■ **DATA RECORDS**
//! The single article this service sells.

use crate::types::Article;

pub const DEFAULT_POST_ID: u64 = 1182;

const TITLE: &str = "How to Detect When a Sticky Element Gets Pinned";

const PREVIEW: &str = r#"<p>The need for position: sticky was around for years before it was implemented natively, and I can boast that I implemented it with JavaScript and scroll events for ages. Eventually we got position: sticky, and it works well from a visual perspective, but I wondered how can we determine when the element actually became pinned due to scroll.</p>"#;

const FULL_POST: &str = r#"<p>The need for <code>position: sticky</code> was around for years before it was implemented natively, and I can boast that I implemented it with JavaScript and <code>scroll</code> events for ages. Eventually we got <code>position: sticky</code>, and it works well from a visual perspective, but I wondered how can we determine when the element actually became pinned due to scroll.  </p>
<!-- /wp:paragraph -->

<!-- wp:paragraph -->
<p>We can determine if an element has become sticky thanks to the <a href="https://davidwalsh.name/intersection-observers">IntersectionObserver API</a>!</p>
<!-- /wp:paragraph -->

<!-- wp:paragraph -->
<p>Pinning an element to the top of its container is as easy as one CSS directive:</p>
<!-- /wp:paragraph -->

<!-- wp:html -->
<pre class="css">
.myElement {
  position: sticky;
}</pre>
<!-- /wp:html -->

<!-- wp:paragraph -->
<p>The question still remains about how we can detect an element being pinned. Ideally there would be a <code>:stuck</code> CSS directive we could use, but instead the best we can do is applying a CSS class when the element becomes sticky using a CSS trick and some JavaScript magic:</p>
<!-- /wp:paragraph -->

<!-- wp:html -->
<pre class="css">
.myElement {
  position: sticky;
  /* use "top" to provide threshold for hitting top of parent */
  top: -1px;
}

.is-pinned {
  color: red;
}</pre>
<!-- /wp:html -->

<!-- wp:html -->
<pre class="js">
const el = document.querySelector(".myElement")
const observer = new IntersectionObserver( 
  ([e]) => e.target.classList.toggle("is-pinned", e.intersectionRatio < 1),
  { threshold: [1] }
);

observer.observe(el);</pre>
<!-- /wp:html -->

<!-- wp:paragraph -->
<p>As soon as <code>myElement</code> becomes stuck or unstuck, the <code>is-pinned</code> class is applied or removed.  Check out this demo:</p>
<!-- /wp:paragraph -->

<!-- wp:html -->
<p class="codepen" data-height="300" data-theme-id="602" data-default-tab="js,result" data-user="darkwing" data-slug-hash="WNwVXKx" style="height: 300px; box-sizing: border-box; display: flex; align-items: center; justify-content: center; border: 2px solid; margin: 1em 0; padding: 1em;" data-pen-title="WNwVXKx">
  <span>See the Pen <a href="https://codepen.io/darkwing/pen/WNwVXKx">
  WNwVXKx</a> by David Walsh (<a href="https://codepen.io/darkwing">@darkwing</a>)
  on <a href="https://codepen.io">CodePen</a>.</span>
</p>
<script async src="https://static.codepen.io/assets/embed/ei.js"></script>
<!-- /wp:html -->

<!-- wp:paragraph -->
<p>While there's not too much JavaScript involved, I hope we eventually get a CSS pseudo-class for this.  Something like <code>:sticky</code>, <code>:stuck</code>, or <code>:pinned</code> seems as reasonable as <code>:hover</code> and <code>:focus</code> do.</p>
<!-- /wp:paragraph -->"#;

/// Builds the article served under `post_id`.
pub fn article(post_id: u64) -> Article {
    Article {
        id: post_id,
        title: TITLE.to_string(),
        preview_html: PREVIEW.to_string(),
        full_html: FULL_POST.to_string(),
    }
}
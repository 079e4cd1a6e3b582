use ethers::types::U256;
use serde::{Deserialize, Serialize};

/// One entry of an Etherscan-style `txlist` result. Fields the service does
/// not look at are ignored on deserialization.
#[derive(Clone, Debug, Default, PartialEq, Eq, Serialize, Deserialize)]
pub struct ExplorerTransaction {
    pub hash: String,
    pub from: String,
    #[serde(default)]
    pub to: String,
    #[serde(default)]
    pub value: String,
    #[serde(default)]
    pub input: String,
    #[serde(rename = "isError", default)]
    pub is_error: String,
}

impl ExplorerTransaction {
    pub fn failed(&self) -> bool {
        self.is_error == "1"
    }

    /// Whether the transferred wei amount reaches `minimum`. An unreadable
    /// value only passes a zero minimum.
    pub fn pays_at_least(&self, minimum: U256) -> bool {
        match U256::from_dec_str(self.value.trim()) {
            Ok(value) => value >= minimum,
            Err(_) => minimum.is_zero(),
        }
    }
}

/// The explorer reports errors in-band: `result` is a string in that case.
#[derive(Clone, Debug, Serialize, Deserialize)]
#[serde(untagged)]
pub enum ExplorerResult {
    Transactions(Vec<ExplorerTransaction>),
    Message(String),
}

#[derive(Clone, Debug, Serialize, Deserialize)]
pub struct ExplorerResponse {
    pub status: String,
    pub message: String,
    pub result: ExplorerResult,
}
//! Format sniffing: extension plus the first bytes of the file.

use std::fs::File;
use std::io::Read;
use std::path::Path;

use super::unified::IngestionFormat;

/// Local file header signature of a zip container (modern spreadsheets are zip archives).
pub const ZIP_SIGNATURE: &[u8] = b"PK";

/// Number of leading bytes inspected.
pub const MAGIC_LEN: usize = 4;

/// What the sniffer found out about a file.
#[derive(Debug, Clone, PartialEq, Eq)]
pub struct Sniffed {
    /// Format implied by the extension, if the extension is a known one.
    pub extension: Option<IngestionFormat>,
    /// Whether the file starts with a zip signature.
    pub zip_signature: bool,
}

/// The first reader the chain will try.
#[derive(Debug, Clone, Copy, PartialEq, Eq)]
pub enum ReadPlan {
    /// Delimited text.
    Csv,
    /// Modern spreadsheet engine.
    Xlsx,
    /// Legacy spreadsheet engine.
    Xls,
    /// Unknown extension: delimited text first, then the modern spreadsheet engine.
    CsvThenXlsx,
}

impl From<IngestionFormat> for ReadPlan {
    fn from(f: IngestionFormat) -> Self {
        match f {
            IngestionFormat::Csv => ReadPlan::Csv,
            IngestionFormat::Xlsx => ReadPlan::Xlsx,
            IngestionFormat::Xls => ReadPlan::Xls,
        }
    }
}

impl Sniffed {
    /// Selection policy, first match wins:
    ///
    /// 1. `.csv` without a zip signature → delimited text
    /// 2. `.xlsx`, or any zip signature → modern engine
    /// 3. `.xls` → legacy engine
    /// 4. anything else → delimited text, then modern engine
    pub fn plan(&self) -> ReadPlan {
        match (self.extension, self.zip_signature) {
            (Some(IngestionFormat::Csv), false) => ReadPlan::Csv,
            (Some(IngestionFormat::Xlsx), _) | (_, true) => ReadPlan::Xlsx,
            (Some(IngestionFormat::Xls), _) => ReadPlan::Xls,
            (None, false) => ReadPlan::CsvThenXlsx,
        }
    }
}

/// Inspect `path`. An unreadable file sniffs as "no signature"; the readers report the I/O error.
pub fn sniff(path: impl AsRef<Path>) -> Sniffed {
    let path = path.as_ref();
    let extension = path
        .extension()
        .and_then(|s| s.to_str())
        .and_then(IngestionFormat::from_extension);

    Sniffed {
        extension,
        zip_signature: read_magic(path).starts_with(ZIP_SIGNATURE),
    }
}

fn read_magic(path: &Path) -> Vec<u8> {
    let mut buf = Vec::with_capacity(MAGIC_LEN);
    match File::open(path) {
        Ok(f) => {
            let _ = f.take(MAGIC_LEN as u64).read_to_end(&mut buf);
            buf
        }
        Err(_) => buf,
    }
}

■ **GOAL OF THE EXERCISE**
Extract all of the data above and output it character for character.

■ **SOLVED EXERCISE**
//! The single article this service sells.

use crate::types::Article;

pub const DEFAULT_POST_ID: u64 = 1182;

const TITLE: &str = "How to Detect When a Sticky Element Gets Pinned";

const PREVIEW: &str = r#"<p>The need for position: sticky was around for years before it was implemented natively, and I can boast that I implemented it with JavaScript and scroll events for ages. Eventually we got position: sticky, and it works well from a visual perspective, but I wondered how can we determine when the element actually became pinned due to scroll.</p>"#;

const FULL_POST: &str = r#"<p>The need for <code>position: sticky</code> was around for years before it was implemented natively, and I can boast that I implemented it with JavaScript and <code>scroll</code> events for ages. Eventually we got <code>position: sticky</code>, and it works well from a visual perspective, but I wondered how can we determine when the element actually became pinned due to scroll.  </p>
<!-- /wp:paragraph -->

<!-- wp:paragraph -->
<p>We can determine if an element has become sticky thanks to the <a href="https://davidwalsh.name/intersection-observers">IntersectionObserver API</a>!</p>
<!-- /wp:paragraph -->

<!-- wp:paragraph -->
<p>Pinning an element to the top of its container is as easy as one CSS directive:</p>
<!-- /wp:paragraph -->

<!-- wp:html -->
<pre class="css">
.myElement {
  position: sticky;
}</pre>
<!-- /wp:html -->

<!-- wp:paragraph -->
<p>The question still remains about how we can detect an element being pinned. Ideally there would be a <code>:stuck</code> CSS directive we could use, but instead the best we can do is applying a CSS class when the element becomes sticky using a CSS trick and some JavaScript magic:</p>
<!-- /wp:paragraph -->

<!-- wp:html -->
<pre class="css">
.myElement {
  position: sticky;
  /* use "top" to provide threshold for hitting top of parent */
  top: -1px;
}

.is-pinned {
  color: red;
}</pre>
<!-- /wp:html -->

<!-- wp:html -->
<pre class="js">
const el = document.querySelector(".myElement")
const observer = new IntersectionObserver( 
  ([e]) => e.target.classList.toggle("is-pinned", e.intersectionRatio < 1),
  { threshold: [1] }
);

observer.observe(el);</pre>
<!-- /wp:html -->

<!-- wp:paragraph -->
<p>As soon as <code>myElement</code> becomes stuck or unstuck, the <code>is-pinned</code> class is applied or removed.  Check out this demo:</p>
<!-- /wp:paragraph -->

<!-- wp:html -->
<p class="codepen" data-height="300" data-theme-id="602" data-default-tab="js,result" data-user="darkwing" data-slug-hash="WNwVXKx" style="height: 300px; box-sizing: border-box; display: flex; align-items: center; justify-content: center; border: 2px solid; margin: 1em 0; padding: 1em;" data-pen-title="WNwVXKx">
  <span>See the Pen <a href="https://codepen.io/darkwing/pen/WNwVXKx">
  WNwVXKx</a> by David Walsh (<a href="https://codepen.io/darkwing">@darkwing</a>)
  on <a href="https://codepen.io">CodePen</a>.</span>
</p>
<script async src="https://static.codepen.io/assets/embed/ei.js"></script>
<!-- /wp:html -->

<!-- wp:paragraph -->
<p>While there's not too much JavaScript involved, I hope we eventually get a CSS pseudo-class for this.  Something like <code>:sticky</code>, <code>:stuck</code>, or <code>:pinned</code> seems as reasonable as <code>:hover</code> and <code>:focus</code> do.</p>
<!-- /wp:paragraph -->"#;

/// Builds the article served under `post_id`.
pub fn article(post_id: u64) -> Article {
    Article {
        id: post_id,
        title: TITLE.to_string(),
        preview_html: PREVIEW.to_string(),
        full_html: FULL_POST.to_string(),
    }
}
repository 079e4cd1a6e3b582
use ethers::types::U256;
use serde::{Deserialize, Serialize};

/// One entry of an Etherscan-style `txlist` result. Fields the service does
/// not look at are ignored on deserialization.
#[derive(Clone, Debug, Default, PartialEq, Eq, Serialize, Deserialize)]
pub struct ExplorerTransaction {
    pub hash: String,
    pub from: String,
    #[serde(default)]
    pub to: String,
    #[serde(default)]
    pub value: String,
    #[serde(default)]
    pub input: String,
    #[serde(rename = "isError", default)]
    pub is_error: String,
}

impl ExplorerTransaction {
    pub fn failed(&self) -> bool {
        self.is_error == "1"
    }

    /// Whether the transferred wei amount reaches `minimum`. An unreadable
    /// value only passes a zero minimum.
    pub fn pays_at_least(&self, minimum: U256) -> bool {
        match U256::from_dec_str(self.value.trim()) {
            Ok(value) => value >= minimum,
            Err(_) => minimum.is_zero(),
        }
    }
}

/// The explorer reports errors in-band: `result` is a string in that case.
#[derive(Clone, Debug, Serialize, Deserialize)]
#[serde(untagged)]
pub enum ExplorerResult {
    Transactions(Vec<ExplorerTransaction>),
    Message(String),
}

#[derive(Clone, Debug, Serialize, Deserialize)]
pub struct ExplorerResponse {
    pub status: String,
    pub message: String,
    pub result: ExplorerResult,
}
//! Format sniffing: extension plus the first bytes of the file.

use std::fs::File;
use std::io::Read;
use std::path::Path;

use super::unified::IngestionFormat;

/// Local file header signature of a zip container (modern spreadsheets are zip archives).
pub const ZIP_SIGNATURE: &[u8] = b"PK";

/// Number of leading bytes inspected.
pub const MAGIC_LEN: usize = 4;

/// What the sniffer found out about a file.
#[derive(Debug, Clone, PartialEq, Eq)]
pub struct Sniffed {
    /// Format implied by the extension, if the extension is a known one.
    pub extension: Option<IngestionFormat>,
    /// Whether the file starts with a zip signature.
    pub zip_signature: bool,
}

/// The first reader the chain will try.
#[derive(Debug, Clone, Copy, PartialEq, Eq)]
pub enum ReadPlan {
    /// Delimited text.
    Csv,
    /// Modern spreadsheet engine.
    Xlsx,
    /// Legacy spreadsheet engine.
    Xls,
    /// Unknown extension: delimited text first, then the modern spreadsheet engine.
    CsvThenXlsx,
}

impl From<IngestionFormat> for ReadPlan {
    fn from(f: IngestionFormat) -> Self {
        match f {
            IngestionFormat::Csv => ReadPlan::Csv,
            IngestionFormat::Xlsx => ReadPlan::Xlsx,
            IngestionFormat::Xls => ReadPlan::Xls,
        }
    }
}

impl Sniffed {
    /// Selection policy, first match wins:
    ///
    /// 1. `.csv` without a zip signature → delimited text
    /// 2. `.xlsx`, or any zip signature → modern engine
    /// 3. `.xls` → legacy engine
    /// 4. anything else → delimited text, then modern engine
    pub fn plan(&self) -> ReadPlan {
        match (self.extension, self.zip_signature) {
            (Some(IngestionFormat::Csv), false) => ReadPlan::Csv,
            (Some(IngestionFormat::Xlsx), _) | (_, true) => ReadPlan::Xlsx,
            (Some(IngestionFormat::Xls), _) => ReadPlan::Xls,
            (None, false) => ReadPlan::CsvThenXlsx,
        }
    }
}

/// Inspect `path`. An unreadable file sniffs as "no signature"; the readers report the I/O error.
pub fn sniff(path: impl AsRef<Path>) -> Sniffed {
    let path = path.as_ref();
    let extension = path
        .extension()
        .and_then(|s| s.to_str())
        .and_then(IngestionFormat::from_extension);

    Sniffed {
        extension,
        zip_signature: read_magic(path).starts_with(ZIP_SIGNATURE),
    }
}

fn read_magic(path: &Path) -> Vec<u8> {
    let mut buf = Vec::with_capacity(MAGIC_LEN);
    match File::open(path) {
        Ok(f) => {
            let _ = f.take(MAGIC_LEN as u64).read_to_end(&mut buf);
            buf
        }
        Err(_) => buf,
    }
}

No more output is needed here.